If living and working in this economy of disappearing jobs, tiny budgets, and little recruiting is getting a bit old, then perhaps you have arrived at your own personal crossroads. This metaphorical location is the intersecting point where what used to work for you in the past ends and what you will need to change in order to be successful in the future begins. As I see it, you have only two options:

  1. You can continue to do what you are doing and wait for the economy to “get back to normal.”
  2. You can make some fundamental changes to your core assumptions of how businesses that survive will operate so you might survive as well.

Personally, I have grave concerns about Option 1 because no one knows exactly what the new “normal” might be, and for all we know, this aberration might be the new “normal” and will remain such for years to come. If you share my concerns, please consider the following thoughts:

Expect Less. It matters little if you work as a contractor, agency, or corporate person. The face and very composition of work is changing radically. As such, the rewards normally tied to work will probably change as well. Consider the work-a-day existence of your past and acknowledge that it is probably going to remain in your past. Perhaps benefits will disappear. Perhaps the concept of “full time” will be based upon organizational need as opposed to “employee” legal standing. Perhaps you will trade value for money to be paid every Friday with both parties reevaluating the relationship every few months. Either way, expect less and smile.

Expect More. This is an opportunity for the cream of the crop to do great things. (It is also an opportunity for those who are not yet the cream to get there.) Regardless of what our flat, highly politicized world becomes, capitalists and entrepreneurs will always need to build great organizations in order to do great things. Those who effectively traffic in the procurement of human capital will always be paid for the talent they bring to the table because that is real value. Can’t get a job with one company? How about 60 hours a week with three or four companies? The time to get creative is now.

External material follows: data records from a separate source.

//! Reference interpreter for the CFG IR.
//!
//! Executes one procedure on concrete `i64` arguments. Arithmetic wraps, comparisons yield `1`
//! or `0`, a stack slot reads `0` until first written, and every call is recorded as an
//! observable effect whose result is a fixed function of its callee and arguments. `invoke`
//! never unwinds. Execution is bounded by a step budget.

use serde::{Deserialize, Serialize};
use std::collections::HashMap;
use thicket_core::cfg_ir::{BinOp, BlockId, CmpPred, InstId, InstKind, Procedure, Value};

use crate::{VerificationError, VerificationResult};

/// Default number of instructions a single execution may run.
pub const DEFAULT_FUEL: u64 = 100_000;

/// An externally visible call.
#[derive(Debug, Clone, PartialEq, Eq, Serialize, Deserialize)]
pub struct Effect {
    pub callee: String,
    pub args: Vec<i64>,
}

/// Everything an outside observer sees from one execution.
#[derive(Debug, Clone, PartialEq, Eq, Serialize, Deserialize)]
pub struct ExecutionOutcome {
    pub ret: Option<i64>,
    pub effects: Vec<Effect>,
    /// Instructions executed; not part of the observable behaviour.
    #[serde(skip)]
    pub steps: u64,
}

impl ExecutionOutcome {
    /// Compares return value and effects, ignoring the step count.
    pub fn observably_equal(&self, other: &Self) -> bool {
        self.ret == other.ret && self.effects == other.effects
    }
}

/// Result of a call to an external procedure.
fn call_result(callee: &str, args: &[i64]) -> i64 {
    let seed = callee
        .bytes()
        .fold(0x9e37_79b9_i64, |acc, b| acc.wrapping_mul(31).wrapping_add(i64::from(b)));
    args.iter()
        .fold(seed, |acc, a| acc.wrapping_mul(1_000_003).wrapping_add(*a))
}

fn binary(op: BinOp, lhs: i64, rhs: i64) -> i64 {
    match op {
        BinOp::Add => lhs.wrapping_add(rhs),
        BinOp::Sub => lhs.wrapping_sub(rhs),
        BinOp::Mul => lhs.wrapping_mul(rhs),
        BinOp::And => lhs & rhs,
        BinOp::Or => lhs | rhs,
        BinOp::Xor => lhs ^ rhs,
        BinOp::Shl => lhs.wrapping_shl((rhs & 63) as u32),
        BinOp::Shr => lhs.wrapping_shr((rhs & 63) as u32),
    }
}

fn compare(pred: CmpPred, lhs: i64, rhs: i64) -> i64 {
    let holds = match pred {
        CmpPred::Eq => lhs == rhs,
        CmpPred::Ne => lhs != rhs,
        CmpPred::Slt => lhs < rhs,
        CmpPred::Sle => lhs <= rhs,
        CmpPred::Sgt => lhs > rhs,
        CmpPred::Sge => lhs >= rhs,
    };
    i64::from(holds)
}

/// Interpreter state for one execution.
#[derive(Debug)]
pub struct Interpreter<'a> {
    proc: &'a Procedure,
    args: &'a [i64],
    values: HashMap<InstId, i64>,
    memory: HashMap<i64, i64>,
    next_slot: i64,
    effects: Vec<Effect>,
    fuel: u64,
    steps: u64,
}

impl<'a> Interpreter<'a> {
    pub fn new(proc: &'a Procedure, args: &'a [i64], fuel: u64) -> VerificationResult<Self> {
        if args.len() != proc.arity as usize {
            return Err(VerificationError::ArityMismatch {
                procedure: proc.name.clone(),
                expected: proc.arity as usize,
                got: args.len(),
            });
        }
        Ok(Self {
            proc,
            args,
            values: HashMap::new(),
            memory: HashMap::new(),
            next_slot: 1,
            effects: Vec::new(),
            fuel,
            steps: 0,
        })
    }

    fn read(&self, value: Value) -> VerificationResult<i64> {
        match value {
            Value::Const(c) => Ok(c),
            Value::Arg(n) => self.args.get(n as usize).copied().ok_or_else(|| {
                VerificationError::Execution(format!("argument {n} out of range"))
            }),
            Value::Inst(id) => self.values.get(&id).copied().ok_or_else(|| {
                VerificationError::Execution(format!("%{} read before definition", id.0))
            }),
        }
    }

    fn tick(&mut self) -> VerificationResult<()> {
        if self.steps >= self.fuel {
            return Err(VerificationError::FuelExhausted { steps: self.steps });
        }
        self.steps += 1;
        Ok(())
    }

    /// Runs the procedure to its return.
    pub fn run(mut self) -> VerificationResult<ExecutionOutcome> {
        let proc = self.proc;
        let mut block = proc
            .entry()
            .ok_or_else(|| VerificationError::Execution(format!("`{}` has no body", proc.name)))?;
        let mut prev: Option<BlockId> = None;

        loop {
            let insts = &proc.block(block)?.insts;

            // PHIs read their inputs simultaneously on block entry.
            let mut merged = Vec::new();
            for &id in insts {
                let InstKind::Phi { incoming } = proc.kind(id)? else {
                    break;
                };
                let from = prev.ok_or_else(|| {
                    VerificationError::Execution("phi in the entry block".to_string())
                })?;
                let value = incoming
                    .iter()
                    .find_map(|(b, v)| (*b == from).then_some(*v))
                    .ok_or_else(|| {
                        VerificationError::Execution(format!("%{} has no entry for the edge", id.0))
                    })?;
                merged.push((id, self.read(value)?));
            }
            let skip = merged.len();
            for (id, v) in merged {
                self.tick()?;
                self.values.insert(id, v);
            }

            let mut next = None;
            for &id in &insts[skip..] {
                self.tick()?;
                match proc.kind(id)? {
                    InstKind::Binary { op, lhs, rhs } => {
                        let v = binary(*op, self.read(*lhs)?, self.read(*rhs)?);
                        self.values.insert(id, v);
                    }
                    InstKind::Cmp { pred, lhs, rhs } => {
                        let v = compare(*pred, self.read(*lhs)?, self.read(*rhs)?);
                        self.values.insert(id, v);
                    }
                    InstKind::Phi { .. } => {
                        return Err(VerificationError::Execution(format!(
                            "phi %{} after a non-phi",
                            id.0
                        )));
                    }
                    InstKind::Alloca => {
                        let slot = self.next_slot;
                        self.next_slot += 1;
                        self.values.insert(id, slot);
                    }
                    InstKind::Load { slot } => {
                        let addr = self.read(*slot)?;
                        let v = self.memory.get(&addr).copied().unwrap_or(0);
                        self.values.insert(id, v);
                    }
                    InstKind::Store { slot, value } => {
                        let addr = self.read(*slot)?;
                        let v = self.read(*value)?;
                        self.memory.insert(addr, v);
                    }
                    InstKind::Call { callee, args } | InstKind::Invoke { callee, args, .. } => {
                        let args = args
                            .iter()
                            .map(|a| self.read(*a))
                            .collect::<VerificationResult<Vec<_>>>()?;
                        let result = call_result(callee, &args);
                        self.effects.push(Effect {
                            callee: callee.clone(),
                            args,
                        });
                        self.values.insert(id, result);
                        if let InstKind::Invoke { normal, .. } = proc.kind(id)? {
                            next = Some(*normal);
                        }
                    }
                    InstKind::DebugMarker { .. } => {}
                    InstKind::Br { target } => next = Some(*target),
                    InstKind::CondBr {
                        cond,
                        then_dest,
                        else_dest,
                    } => {
                        next = Some(if self.read(*cond)? != 0 {
                            *then_dest
                        } else {
                            *else_dest
                        });
                    }
                    InstKind::Switch {
                        value,
                        default,
                        cases,
                    } => {
                        let v = self.read(*value)?;
                        next = Some(
                            cases
                                .iter()
                                .find_map(|(k, b)| (*k == v).then_some(*b))
                                .unwrap_or(*default),
                        );
                    }
                    InstKind::Ret { value } => {
                        let ret = value.map(|v| self.read(v)).transpose()?;
                        return Ok(ExecutionOutcome {
                            ret,
                            effects: self.effects,
                            steps: self.steps,
                        });
                    }
                    InstKind::Unreachable => {
                        return Err(VerificationError::Execution(format!(
                            "reached unreachable in {}",
                            proc.block_name(block)
                        )));
                    }
                    InstKind::Resume { .. } => {
                        return Err(VerificationError::Execution(
                            "resume without an exception in flight".to_string(),
                        ));
                    }
                }
            }

            let Some(target) = next else {
                return Err(VerificationError::Execution(format!(
                    "block {} fell off its end",
                    proc.block_name(block)
                )));
            };
            prev = Some(block);
            block = target;
        }
    }
}

/// Executes `proc` on `args` with the given step budget.
pub fn execute(proc: &Procedure, args: &[i64], fuel: u64) -> VerificationResult<ExecutionOutcome> {
    Interpreter::new(proc, args, fuel)?.run()
}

Don’t Freak on the Politics. I read a post on ERE saying that if the site went political, “I am out of here.” This thinking will not help your cause, your career, or your wallet. Show me something that affects your profession/business today and I will show you something that was political yesterday. The time to become aware and involved is now, because you can’t benefit from the political aspects of business with an “I-am-just-a-recruiter” mentality. Don’t get me wrong: I hate long, lunatic pointless ranting posts that blame all of this misery on one party/person/group or the other. The time for blame is over, and the time for awareness and action has arrived. Exactly how you do that is your decision, but pointing out the importance of being politically aware is mine. (In all of my years, I have never seen a recruiter with a copy of the Wall Street Journal. Why is that?)

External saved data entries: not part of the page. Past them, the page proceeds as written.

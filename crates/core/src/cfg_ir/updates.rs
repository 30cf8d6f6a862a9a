//! CFG update operations

use petgraph::Direction;
use petgraph::visit::EdgeRef;
use std::collections::HashMap;
use thicket_utils::errors::IrError;

use super::{Block, BlockId, InstData, InstId, InstKind, Procedure, Value};

impl Procedure {
    /// Adds an empty block, placed right after `after` in the layout or at the end.
    pub fn create_block(&mut self, name: Option<String>, after: Option<BlockId>) -> BlockId {
        let id = self.cfg.add_node(Block {
            name,
            ..Block::default()
        });
        match after.and_then(|b| self.layout_position(b)) {
            Some(pos) => self.layout.insert(pos + 1, id),
            None => self.layout.push(id),
        }
        id
    }

    /// Allocates an arena slot without touching the use-lists or the block.
    fn alloc_inst(&mut self, kind: InstKind, block: BlockId) -> InstId {
        let id = InstId(self.insts.len() as u32);
        self.insts.push(Some(InstData { kind, block }));
        id
    }

    fn register_uses(&mut self, id: InstId) -> Result<(), IrError> {
        for op in self.kind(id)?.operands() {
            self.uses.add(op, id);
        }
        Ok(())
    }

    fn unregister_uses(&mut self, id: InstId) -> Result<(), IrError> {
        for op in self.kind(id)?.operands() {
            self.uses.remove(op, id);
        }
        Ok(())
    }

    /// Appends an instruction to an unterminated block.
    pub fn append_inst(&mut self, block: BlockId, kind: InstKind) -> Result<InstId, IrError> {
        let len = self.block(block)?.insts.len();
        self.insert_inst(block, len, kind)
    }

    /// Inserts an instruction at `index` within `block`.
    ///
    /// Nothing may follow a terminator, and a terminator may only be added at the end of an
    /// unterminated block.
    pub fn insert_inst(
        &mut self,
        block: BlockId,
        index: usize,
        kind: InstKind,
    ) -> Result<InstId, IrError> {
        let len = self.block(block)?.insts.len();
        if index > len {
            return Err(IrError::InvalidSplitPoint {
                block: block.index(),
                index,
            });
        }
        if self.terminator(block)?.is_some() && index == len {
            return Err(IrError::AlreadyTerminated(block.index()));
        }
        if kind.is_terminator() && index != len {
            return Err(IrError::AlreadyTerminated(block.index()));
        }

        let is_terminator = kind.is_terminator();
        let id = self.alloc_inst(kind, block);
        self.register_uses(id)?;
        self.block_mut(block)?.insts.insert(index, id);
        if is_terminator {
            self.rebuild_edges_for_block(block)?;
        }
        Ok(id)
    }

    /// Inserts an instruction immediately before the block's terminator.
    pub fn insert_before_terminator(
        &mut self,
        block: BlockId,
        kind: InstKind,
    ) -> Result<InstId, IrError> {
        let len = self.block(block)?.insts.len();
        let index = match self.terminator(block)? {
            Some(_) => len - 1,
            None => len,
        };
        self.insert_inst(block, index, kind)
    }

    /// Inserts a PHI after the block's existing PHIs.
    pub fn insert_phi(
        &mut self,
        block: BlockId,
        incoming: Vec<(BlockId, Value)>,
    ) -> Result<InstId, IrError> {
        let index = self.phi_count(block)?;
        self.insert_inst(block, index, InstKind::Phi { incoming })
    }

    /// Erases an instruction whose result is unused.
    pub fn remove_inst(&mut self, id: InstId) -> Result<InstKind, IrError> {
        if self.has_uses(Value::Inst(id)) {
            return Err(IrError::HasUsers(id.index()));
        }
        self.unregister_uses(id)?;
        let block = self.parent(id)?;
        self.block_mut(block)?.insts.retain(|i| *i != id);
        let data = self.insts[id.index()]
            .take()
            .ok_or(IrError::UnknownInst(id.index()))?;
        if data.kind.is_terminator() {
            self.rebuild_edges_for_block(block)?;
        }
        Ok(data.kind)
    }

    /// Rewrites every operand of `user` equal to `old` into `new`; returns the number rewritten.
    pub fn replace_uses_in(
        &mut self,
        user: InstId,
        old: Value,
        new: Value,
    ) -> Result<usize, IrError> {
        let mut replaced = 0;
        for op in self.inst_mut(user)?.kind.operands_mut() {
            if *op == old {
                *op = new;
                replaced += 1;
            }
        }
        for _ in 0..replaced {
            self.uses.remove(old, user);
            self.uses.add(new, user);
        }
        Ok(replaced)
    }

    /// Redirects every use of `old` to `new`.
    pub fn replace_all_uses(&mut self, old: Value, new: Value) -> Result<(), IrError> {
        for user in self.users(old) {
            self.replace_uses_in(user, old, new)?;
        }
        Ok(())
    }

    /// Adds an incoming entry to a PHI unless one already exists for `block`.
    ///
    /// Returns whether an entry was added.
    pub fn add_phi_incoming(
        &mut self,
        phi: InstId,
        block: BlockId,
        value: Value,
    ) -> Result<bool, IrError> {
        let InstKind::Phi { incoming } = &mut self.inst_mut(phi)?.kind else {
            return Err(IrError::NotAPhi(phi.index()));
        };
        if incoming.iter().any(|(b, _)| *b == block) {
            return Ok(false);
        }
        incoming.push((block, value));
        self.uses.add(value, phi);
        Ok(true)
    }

    /// Replaces the value a PHI takes on the edge from `block`, returning the old one.
    pub fn set_phi_incoming(
        &mut self,
        phi: InstId,
        block: BlockId,
        value: Value,
    ) -> Result<Value, IrError> {
        let InstKind::Phi { incoming } = &mut self.inst_mut(phi)?.kind else {
            return Err(IrError::NotAPhi(phi.index()));
        };
        let Some(entry) = incoming.iter_mut().find(|(b, _)| *b == block) else {
            return Err(IrError::PhiPredecessorMismatch {
                phi: phi.index(),
                block: block.index(),
            });
        };
        let old = std::mem::replace(&mut entry.1, value);
        self.uses.remove(old, phi);
        self.uses.add(value, phi);
        Ok(old)
    }

    /// Rebuilds edges for a specific block after its terminator changed.
    ///
    /// Removes all outgoing edges and re-adds one per terminator successor slot.
    pub fn rebuild_edges_for_block(&mut self, block: BlockId) -> Result<(), IrError> {
        let outgoing: Vec<_> = self
            .cfg
            .edges_directed(block, Direction::Outgoing)
            .map(|e| e.id())
            .collect();
        for edge_id in outgoing {
            self.cfg.remove_edge(edge_id);
        }

        let Some(term) = self.terminator(block)? else {
            return Ok(());
        };
        for (target, edge_type) in self.kind(term)?.successor_edges() {
            if !self.cfg.contains_node(target) {
                return Err(IrError::UnknownBlock(target.index()));
            }
            self.cfg.add_edge(block, target, edge_type);
        }
        Ok(())
    }

    /// Splits `block` before the instruction at `index`.
    ///
    /// The tail moves into a new block placed after `block` in the layout, `block` is closed
    /// with a branch to it, and PHIs in the tail's successors are retargeted from `block` to the
    /// new block.
    pub fn split_block(
        &mut self,
        block: BlockId,
        index: usize,
        name: Option<String>,
    ) -> Result<BlockId, IrError> {
        let len = self.block(block)?.insts.len();
        if index >= len {
            return Err(IrError::InvalidSplitPoint {
                block: block.index(),
                index,
            });
        }

        let tail = self.block_mut(block)?.insts.split_off(index);
        let new_block = self.create_block(name, Some(block));
        for &id in &tail {
            self.inst_mut(id)?.block = new_block;
        }
        self.block_mut(new_block)?.insts = tail;

        for succ in self.successors(new_block)? {
            for phi in self.phis(succ)? {
                for incoming in self.inst_mut(phi)?.kind.blocks_mut() {
                    if *incoming == block {
                        *incoming = new_block;
                    }
                }
            }
        }

        self.rebuild_edges_for_block(new_block)?;
        self.append_inst(block, InstKind::Br { target: new_block })?;
        tracing::debug!(
            "Split block {} at {}: tail moved to {}",
            block.index(),
            index,
            new_block.index()
        );
        Ok(new_block)
    }

    /// Clones every instruction of `block` into a new block placed right after it.
    ///
    /// Operands that name values defined inside `block` are remapped to their clones; all other
    /// operands stay shared. Returns the new block and the substitution table used.
    pub fn clone_block(
        &mut self,
        block: BlockId,
        name: Option<String>,
    ) -> Result<(BlockId, HashMap<Value, Value>), IrError> {
        let source = self.block(block)?.insts.clone();
        let landing_pad = self.block(block)?.landing_pad;
        let new_block = self.create_block(name, Some(block));
        self.block_mut(new_block)?.landing_pad = landing_pad;

        let mut vmap = HashMap::new();
        let mut cloned = Vec::with_capacity(source.len());
        for &id in &source {
            let kind = self.kind(id)?.clone();
            let has_result = kind.has_result();
            let new_id = self.alloc_inst(kind, new_block);
            if has_result {
                vmap.insert(Value::Inst(id), Value::Inst(new_id));
            }
            cloned.push(new_id);
        }

        for &new_id in &cloned {
            for op in self.inst_mut(new_id)?.kind.operands_mut() {
                if let Some(mapped) = vmap.get(op) {
                    *op = *mapped;
                }
            }
            self.register_uses(new_id)?;
        }
        self.block_mut(new_block)?.insts = cloned;
        self.rebuild_edges_for_block(new_block)?;

        tracing::debug!(
            "Cloned block {} into {} ({} instructions)",
            block.index(),
            new_block.index(),
            source.len()
        );
        Ok((new_block, vmap))
    }
}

They Told You They Have No Money? Are you an agency or a sourcer or some other vendor selling peripheral recruiting services? If so, let me tell you a little secret; all organizations have money. When they say that they have no money, they mean they have no money for you. That means, that they do not see real value in what you are selling, because if they did, they would find the money; they would stay up nights looking for it. I strongly suggest that all of us dramatically increase our value proposition. How? For openers, lower your price, because as cost goes down, value goes up. As an example, If I were in the agency business, I would reduce my fees. Most agency people hate this thinking for endless reasons but doing placements at 15% a pop is more sensible then non-stop conversations with clients about why your candidates are worth 30%. Those individuals who allow money to stand in the way of doing business are making a grave mistake.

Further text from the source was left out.